We are spending millions providing services for the homeless believing that our streets will at some time be cleared. Some of these homeless are the non-dangerous mentally ill who formerly would have been hospitalized but for two pieces of well-intentioned legislation (the ShortDoyle and the Lanterman-Petris-Short Acts) that proved the adage that no good deed goes unpunished. The other group of homeless are permanent vagrants showing no signs of mental illness who simply prefer the life of vagabondry. Neither group will be tempted into shelters. They may from time to time come out of the cold (or heat or rain) for “three hots and a cot” and a shower but will quickly return to open spaces and places.

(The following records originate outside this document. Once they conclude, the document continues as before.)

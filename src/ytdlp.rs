use crate::{error::DownloaderError, model::DownloadFormat};
use async_trait::async_trait;
use serde::Deserialize;
use std::{
    path::{Path, PathBuf},
    process::Stdio,
    sync::Mutex,
};
use tokio::{io::AsyncReadExt, process::Command};

/// Everything the downloader needs from a playlist enumeration.
#[derive(Clone, Debug, Default, PartialEq, Eq)]
pub struct PlaylistListing {
    pub title: Option<String>,
    /// Video URLs in playlist order
    pub entries: Vec<String>,
    pub thumbnail: Option<String>,
}

/// How a single video should be fetched and post-processed.
#[derive(Clone, Debug, PartialEq, Eq)]
pub struct RetrievalOptions {
    /// yt-dlp format selector
    pub format: String,
    /// Output template, `%(title)s.%(ext)s` inside the playlist folder
    pub output: PathBuf,
    pub post: PostProcess,
}

#[derive(Clone, Debug, PartialEq, Eq)]
pub enum PostProcess {
    /// Keep whatever container/codec the site serves
    None,
    /// Transcode the audio stream with ffmpeg
    ExtractAudio {
        codec: &'static str,
        bitrate_kbps: u32,
        ffmpeg_dir: PathBuf,
    },
    /// Merge separate video and audio streams into one container
    Merge { container: &'static str },
}

impl RetrievalOptions {
    pub fn for_format(
        format: DownloadFormat,
        transcoder: Option<&Path>,
        playlist_dir: &Path,
        bitrate_kbps: u32,
    ) -> Self {
        let output = playlist_dir.join("%(title)s.%(ext)s");
        match format {
            DownloadFormat::Mp3 => {
                let post = match transcoder {
                    Some(ffmpeg) => PostProcess::ExtractAudio {
                        codec: "mp3",
                        bitrate_kbps,
                        ffmpeg_dir: ffmpeg
                            .parent()
                            .map(Path::to_path_buf)
                            .unwrap_or_default(),
                    },
                    None => PostProcess::None,
                };
                Self {
                    format: "bestaudio/best".to_string(),
                    output,
                    post,
                }
            }
            DownloadFormat::Mp4 => Self {
                format: "bestvideo[ext=mp4]+bestaudio[ext=m4a]/best[ext=mp4]/best".to_string(),
                output,
                post: PostProcess::Merge { container: "mp4" },
            },
        }
    }

    fn to_args(&self) -> Vec<String> {
        let mut args = vec!["-f".to_owned(), self.format.clone()];
        match &self.post {
            PostProcess::None => {}
            PostProcess::ExtractAudio {
                codec,
                bitrate_kbps,
                ffmpeg_dir,
            } => {
                args.push("-x".to_owned());
                args.push("--audio-format".to_owned());
                args.push((*codec).to_owned());
                args.push("--audio-quality".to_owned());
                args.push(format!("{bitrate_kbps}K"));
                if !ffmpeg_dir.as_os_str().is_empty() {
                    args.push("--ffmpeg-location".to_owned());
                    args.push(ffmpeg_dir.display().to_string());
                }
            }
            PostProcess::Merge { container } => {
                args.push("--merge-output-format".to_owned());
                args.push((*container).to_owned());
            }
        }
        args.push("-o".to_owned());
        args.push(self.output.display().to_string());
        args
    }
}

/// A video that made it to disk
#[derive(Clone, Debug, PartialEq, Eq)]
pub struct DownloadedVideo {
    pub title: String,
}

/// Playlist metadata and retrieval, backed by an external extractor.
#[async_trait]
pub trait MediaExtractor: Send + Sync {
    /// Human-readable playlist title.
    async fn playlist_title(&self, locator: &str) -> Result<String, DownloaderError>;

    /// Flat list of the playlist's videos.
    async fn playlist_entries(&self, locator: &str) -> Result<PlaylistListing, DownloaderError>;

    /// Downloads one video, blocking until it is fully written.
    async fn download(
        &self,
        video_url: &str,
        options: &RetrievalOptions,
    ) -> Result<DownloadedVideo, DownloaderError>;
}

#[derive(Deserialize)]
struct FlatPlaylist {
    title: Option<String>,
    #[serde(default)]
    entries: Vec<Option<FlatEntry>>,
    #[serde(default)]
    thumbnails: Vec<Thumbnail>,
}

#[derive(Deserialize)]
struct FlatEntry {
    url: Option<String>,
}

#[derive(Deserialize)]
struct Thumbnail {
    url: String,
}

impl From<FlatPlaylist> for PlaylistListing {
    fn from(flat: FlatPlaylist) -> Self {
        Self {
            title: flat.title,
            entries: flat
                .entries
                .into_iter()
                .flatten()
                .filter_map(|entry| entry.url)
                .collect(),
            // yt-dlp lists thumbnails from worst to best
            thumbnail: flat.thumbnails.into_iter().last().map(|t| t.url),
        }
    }
}

pub fn parse_flat_playlist(json: &str) -> Result<PlaylistListing, DownloaderError> {
    let flat: FlatPlaylist = serde_json::from_str(json)?;
    Ok(flat.into())
}

/// yt-dlp driven through its command line.
pub struct YtDlp {
    bin: PathBuf,
    /// Last successful enumeration, so a title lookup followed by an
    /// enumeration of the same locator costs a single process run.
    last_listing: Mutex<Option<(String, PlaylistListing)>>,
}

impl YtDlp {
    pub fn new(bin: PathBuf) -> Self {
        Self {
            bin,
            last_listing: Mutex::new(None),
        }
    }

    fn program(&self) -> String {
        self.bin.display().to_string()
    }

    fn cached(&self, locator: &str) -> Option<PlaylistListing> {
        let guard = self.last_listing.lock().ok()?;
        guard
            .as_ref()
            .filter(|(cached, _)| cached == locator)
            .map(|(_, listing)| listing.clone())
    }

    async fn enumerate(&self, locator: &str) -> Result<PlaylistListing, DownloaderError> {
        if let Some(listing) = self.cached(locator) {
            return Ok(listing);
        }
        let output = Command::new(&self.bin)
            .args([
                "--flat-playlist",
                "-J",
                "--no-warnings",
                "--encoding",
                "utf-8",
                locator,
            ])
            .stdin(Stdio::null())
            .kill_on_drop(true)
            .output()
            .await
            .map_err(|source| DownloaderError::Spawn {
                program: self.program(),
                source,
            })?;
        if !output.status.success() {
            return Err(failure_from_stderr(&output.stderr, output.status.code()));
        }
        let listing = parse_flat_playlist(&String::from_utf8_lossy(&output.stdout))?;
        if let Ok(mut guard) = self.last_listing.lock() {
            *guard = Some((locator.to_string(), listing.clone()));
        }
        Ok(listing)
    }
}

#[async_trait]
impl MediaExtractor for YtDlp {
    async fn playlist_title(&self, locator: &str) -> Result<String, DownloaderError> {
        self.enumerate(locator)
            .await?
            .title
            .ok_or_else(|| DownloaderError::Extractor("playlist has no title".to_string()))
    }

    async fn playlist_entries(&self, locator: &str) -> Result<PlaylistListing, DownloaderError> {
        self.enumerate(locator).await
    }

    async fn download(
        &self,
        video_url: &str,
        options: &RetrievalOptions,
    ) -> Result<DownloadedVideo, DownloaderError> {
        let mut args = vec![
            "--no-playlist".to_owned(),
            "--no-warnings".to_owned(),
            "--encoding".to_owned(),
            "utf-8".to_owned(),
        ];
        args.extend(options.to_args());
        args.push("--print".to_owned());
        args.push("after_move:title".to_owned());
        args.push(video_url.to_owned());
        tracing::debug!("{} {}", self.program(), args.join(" "));

        let mut child = Command::new(&self.bin)
            .args(&args)
            .stdin(Stdio::null())
            .stdout(Stdio::piped())
            .stderr(Stdio::piped())
            .kill_on_drop(true)
            .spawn()
            .map_err(|source| DownloaderError::Spawn {
                program: self.program(),
                source,
            })?;

        let mut stderr_pipe = child
            .stderr
            .take()
            .ok_or_else(|| DownloaderError::Extractor("stderr not captured".to_string()))?;
        let stderr_task = tokio::spawn(async move {
            let mut buf = Vec::new();
            let _ = stderr_pipe.read_to_end(&mut buf).await;
            buf
        });

        // Titles are not guaranteed to be UTF-8.
        let mut out = child
            .stdout
            .take()
            .ok_or_else(|| DownloaderError::Extractor("stdout not captured".to_string()))?;
        let mut stdout = Vec::new();
        out.read_to_end(&mut stdout).await?;

        let status = child.wait().await?;
        let stderr = stderr_task.await.unwrap_or_default();
        if !status.success() {
            return Err(failure_from_stderr(&stderr, status.code()));
        }
        Ok(DownloadedVideo {
            title: last_printed_line(&stdout).unwrap_or_else(|| "Unknown".to_string()),
        })
    }
}

/// Last non-blank stdout line, which is what `--print after_move:title` wrote.
fn last_printed_line(stdout: &[u8]) -> Option<String> {
    String::from_utf8_lossy(stdout)
        .lines()
        .map(str::trim)
        .filter(|line| !line.is_empty())
        .last()
        .map(str::to_string)
}

/// Picks the most useful line out of yt-dlp's stderr.
fn failure_from_stderr(stderr: &[u8], code: Option<i32>) -> DownloaderError {
    let text = String::from_utf8_lossy(stderr);
    let message = text
        .lines()
        .rev()
        .find(|line| line.contains("ERROR"))
        .or_else(|| text.lines().rev().find(|line| !line.trim().is_empty()))
        .map(|line| line.trim().to_string())
        .unwrap_or_else(|| match code {
            Some(code) => format!("yt-dlp exited with status {code}"),
            None => "yt-dlp was terminated".to_string(),
        });
    DownloaderError::Extractor(message)
}
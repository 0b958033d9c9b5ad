pub mod config;
pub mod logging;
pub mod repository;

pub use config::{AppConfig, ContactInfo};
pub use logging::{init_logging, LoggingConfig};
pub use repository::{AccountRepositoryTrait, PostgresAccountRepository, RepositoryError};
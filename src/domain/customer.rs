use chrono::{DateTime, Utc};
use serde::{Deserialize, Serialize};
use sqlx::FromRow;

use crate::domain::account::Account;

/// A bank customer, uniquely identified by mobile number.
#[derive(Debug, Clone, FromRow, Serialize, Deserialize, PartialEq)]
pub struct Customer {
    pub customer_id: i64,
    pub name: String,
    pub email: String,
    pub mobile_number: String,
    pub created_at: DateTime<Utc>,
    pub updated_at: Option<DateTime<Utc>>,
}

/// Customer fields for an insert. The identifier and audit columns are
/// assigned by the database.
#[derive(Debug, Clone, PartialEq)]
pub struct NewCustomer {
    pub name: String,
    pub email: String,
    pub mobile_number: String,
}

/// Read-only combined view returned by the fetch operation.
#[derive(Debug, Clone, PartialEq)]
pub struct CustomerWithAccount {
    pub customer: Customer,
    pub account: Account,
}

/// Incoming state for the update workflow. The account part is optional;
/// when it is absent the update is reported as not performed rather than
/// failing.
#[derive(Debug, Clone, PartialEq)]
pub struct CustomerUpdate {
    pub name: String,
    pub email: String,
    pub mobile_number: String,
    pub account: Option<AccountUpdate>,
}

/// The mutable account fields. Account number identifies the row and is
/// never changed itself.
#[derive(Debug, Clone, PartialEq)]
pub struct AccountUpdate {
    pub account_number: i64,
    pub account_type: String,
    pub branch_address: String,
}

Homeless individuals trying to eke out an existence on the streets are health and safety hazards to themselves and us alike.
■■ They dine and salvage from dumpsters.
■■ By their panhandling and doorway and sidewalk sleeping they drive customers away from downtown businesses.
■■ Their efforts to stay warm start fires in abandoned buildings that spread to adjacent structures endangering others and putting people out of business.
■■ Their campsites with their litter and rotting food and other offal are magnets for feral critters who propagate and spread disease.
■■ The homeless and their companion pets drop excrement that must be picked up.
■■ Sexual needs get met, but not always in the best of ways. STDs proliferate.
■■ Complicated pregnancies sans prenatal care resulting from such unions and drug and alcohol exposed fetuses and newborns place serious demands on our health care system and often require lifelong medical and public welfare support.
■■ Their encampments and gatherings are often open-air markets for drug trafficking and use.
Two options remain:
1. For the non-mentally ill homeless, put sufficient money into beefing up our law enforcement departments (cities and county) so they can adequately respond — which entails building out more jail capacity and standing up more custodial staff and probation officers. After two or more arrests for violating vagrancy laws the non-mentally ill homeless will face incarceration and a growing rap sheet. They will quickly learn that Kern County is not for them.
2. For the mentally ill homeless put sufficient money into rehabbing our shuttered mental hospitals, or building new ones, and revisiting all laws that resulted in the release of the hospitalized mentally ill. We already have Laura’s Law and its cousin the CARE Act, such as they are, to deal with these mentally ill.
Sound expensive? It is. Mental hospitals are costly. As are jails, where the mentally ill do not belong. But what’s the alternative? Let’s stop pouring money into known failed ideas.
The two well-meaning pieces of legislation that started this whole mess (ShortDoyle and LPS) offered a continuum of half-measures for the soon to be released hospitalized mentally ill that failed from the gate.
We are now and have been for 50 years bearing the brunt of their failures. We psychologist old-timers watched the trainwreck all play out from day one. Now we need to deeply rethink what got us here, where we are, where we need to go, and how to get there.